Jacobs è il nuovo figlio del vento. Nessun italiano come lui nella storia del Circo Olimpico

Ci sono vittorie che il mondo non dimenticherà mai. Imprese che hanno atteso oltre un secolo per consentire di scrivere pagine dello sport che rimaranno indelebili. E che con tutta probabilità dovranno attendere minimo altri 100 anni e oltre per permetterci di vivere emozioni così incredibili.

Noi italiani, nel panorama delle Olimpiadi, primeggiamo in tante discipline: ma soprattutto siamo quelli della forza fisica, della resistenza. I nostri maratoneti, i nostri ciclisti. E quante medaglie ci hanno regalato la scherma, che richiede pazienza e intelligenza, scaltrezza tutta italiana, oppure gli sport individuali di confronto fisico come le arti marziali.

Chi lo avrebbe mai immaginato che un portabandiera azzurro avrebbe conquistato il mondo nella gara dove gli americani primeggiano da sempre e dove per sempre rimarranno imbattibili. Un italiano che vince nei 100 metri? E che corre come il vento? E’ successo, è accaduto davvero!

C’è stato un momento, poco dopo che Marcell Jacobs aveva terminato la sua semifinale, in cui ha incrociato lo sguardo di Marco Tamberi che saltellava per non perdere ritrmo dopo aver superato l’asticella a 2.27, a pochi metri da lui, nella curva sotto la muraglia dei fotografi. Gimbo era dieci centimetri più sotto dell’altezza a cui sarebbe andato a prendersi la sua medaglia d’oro. Jacobs a un centesimo dai due avversarsi che lo avevano appena preceduto sul traguardo.

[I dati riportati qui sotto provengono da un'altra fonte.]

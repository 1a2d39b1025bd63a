//! # Agent Policy Configuration
//!
//! Policy knobs for the turn controller. Every field has a default so a partially
//! specified `agent:` section in the server's `config.yml` still deserializes.

use serde::{Deserialize, Serialize};
use sqlparser::dialect::{Dialect, GenericDialect, PostgreSqlDialect, SQLiteDialect};
use std::time::Duration;

/// The SQL dialect the validator parses with and the synthesizer is asked to write.
#[derive(Debug, Clone, Copy, PartialEq, Eq, Default, Serialize, Deserialize)]
#[serde(rename_all = "snake_case")]
pub enum SqlDialect {
    #[default]
    Sqlite,
    Postgres,
    Generic,
}

impl SqlDialect {
    pub fn name(&self) -> &'static str {
        match self {
            SqlDialect::Sqlite => "SQLite",
            SqlDialect::Postgres => "PostgreSQL",
            SqlDialect::Generic => "ANSI SQL",
        }
    }

    pub(crate) fn parser_dialect(&self) -> Box<dyn Dialect> {
        match self {
            SqlDialect::Sqlite => Box::new(SQLiteDialect {}),
            SqlDialect::Postgres => Box::new(PostgreSqlDialect {}),
            SqlDialect::Generic => Box::new(GenericDialect {}),
        }
    }
}

#[derive(Debug, Clone, PartialEq, Serialize, Deserialize)]
pub struct AgentConfig {
    /// Maximum synthesis attempts per turn before giving up (R).
    #[serde(default = "default_max_repair_attempts")]
    pub max_repair_attempts: u32,
    /// Hard cap on rows read back from the executor.
    #[serde(default = "default_row_cap")]
    pub row_cap: usize,
    #[serde(default = "default_execution_timeout_secs")]
    pub execution_timeout_secs: u64,
    /// Number of tables kept from discovery.
    #[serde(default = "default_discovery_top_k")]
    pub discovery_top_k: usize,
    /// Sample values kept per column in the schema context.
    #[serde(default = "default_max_sample_values")]
    pub max_sample_values: usize,
    #[serde(default = "default_max_context_tables")]
    pub max_context_tables: usize,
    /// Budget for the rendered schema context, in characters.
    #[serde(default = "default_max_context_chars")]
    pub max_context_chars: usize,
    /// Finalized turns given to the classifier and synthesizer as conversation history.
    #[serde(default = "default_history_turns")]
    pub history_turns: usize,
    /// Whether validation also asks the backend to compile the statement.
    #[serde(default = "default_true")]
    pub dry_run: bool,
    #[serde(default)]
    pub sql_dialect: SqlDialect,
    #[serde(default = "default_summary_top_n")]
    pub summary_top_n: usize,
    #[serde(default = "default_max_highlights")]
    pub max_highlights: usize,
    /// Whether the renderer asks the AI provider to narrate the summary.
    #[serde(default = "default_true")]
    pub narrate_results: bool,
}

impl AgentConfig {
    pub fn execution_timeout(&self) -> Duration {
        Duration::from_secs(self.execution_timeout_secs)
    }
}

impl Default for AgentConfig {
    fn default() -> Self {
        Self {
            max_repair_attempts: default_max_repair_attempts(),
            row_cap: default_row_cap(),
            execution_timeout_secs: default_execution_timeout_secs(),
            discovery_top_k: default_discovery_top_k(),
            max_sample_values: default_max_sample_values(),
            max_context_tables: default_max_context_tables(),
            max_context_chars: default_max_context_chars(),
            history_turns: default_history_turns(),
            dry_run: true,
            sql_dialect: SqlDialect::default(),
            summary_top_n: default_summary_top_n(),
            max_highlights: default_max_highlights(),
            narrate_results: true,
        }
    }
}

fn default_max_repair_attempts() -> u32 {
    3
}
fn default_row_cap() -> usize {
    500
}
fn default_execution_timeout_secs() -> u64 {
    30
}
fn default_discovery_top_k() -> usize {
    5
}
fn default_max_sample_values() -> usize {
    5
}
fn default_max_context_tables() -> usize {
    8
}
fn default_max_context_chars() -> usize {
    12_000
}
fn default_history_turns() -> usize {
    4
}
fn default_true() -> bool {
    true
}
fn default_summary_top_n() -> usize {
    3
}
fn default_max_highlights() -> usize {
    8
}

/// A reusable configuration for one AI provider instance.
#[derive(Debug, Clone, PartialEq, Serialize, Deserialize)]
pub struct ProviderConfig {
    /// The type of provider: `gemini` or `local`.
    pub provider: String,
    /// Optional for Gemini, where it is derived from the model name.
    #[serde(default)]
    pub api_url: Option<String>,
    #[serde(default)]
    pub api_key: Option<String>,
    pub model_name: String,
}

/// Configuration for the text embedding model used by the metadata catalog.
#[derive(Debug, Clone, PartialEq, Serialize, Deserialize)]
pub struct EmbeddingConfig {
    pub api_url: String,
    pub model_name: String,
    #[serde(default)]
    pub api_key: Option<String>,
}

I due si sono guardati e poi si sono abbracciati. Dirlo sembra pazzesco, ma è come se in quell’abbraccio fosse scorsa attraverso i loro corpi e le loro anime l’energia straordinaria del fato che si sta per compiere, la fiducia evocata dalla forza. E poi è accaduto. Intorno alle 22 ora giapponese. Due ori in pochissimi minuti, nella regina delle discipline dell’atletica leggera, i 100 metri piani, e nel salto in alto. Marcell Jacobs e Gianmarco Tamberi in cima all’Olimpo.

Jacobs ha vinto l’oro olimpico correndo in 9’’80, entrando dalla porta principale nel mito dello sport azzurro, dato che mai nessun italiano in 125 anni di Olimpiadi aveva nemmeno partecipato alla finale dei 100 metri.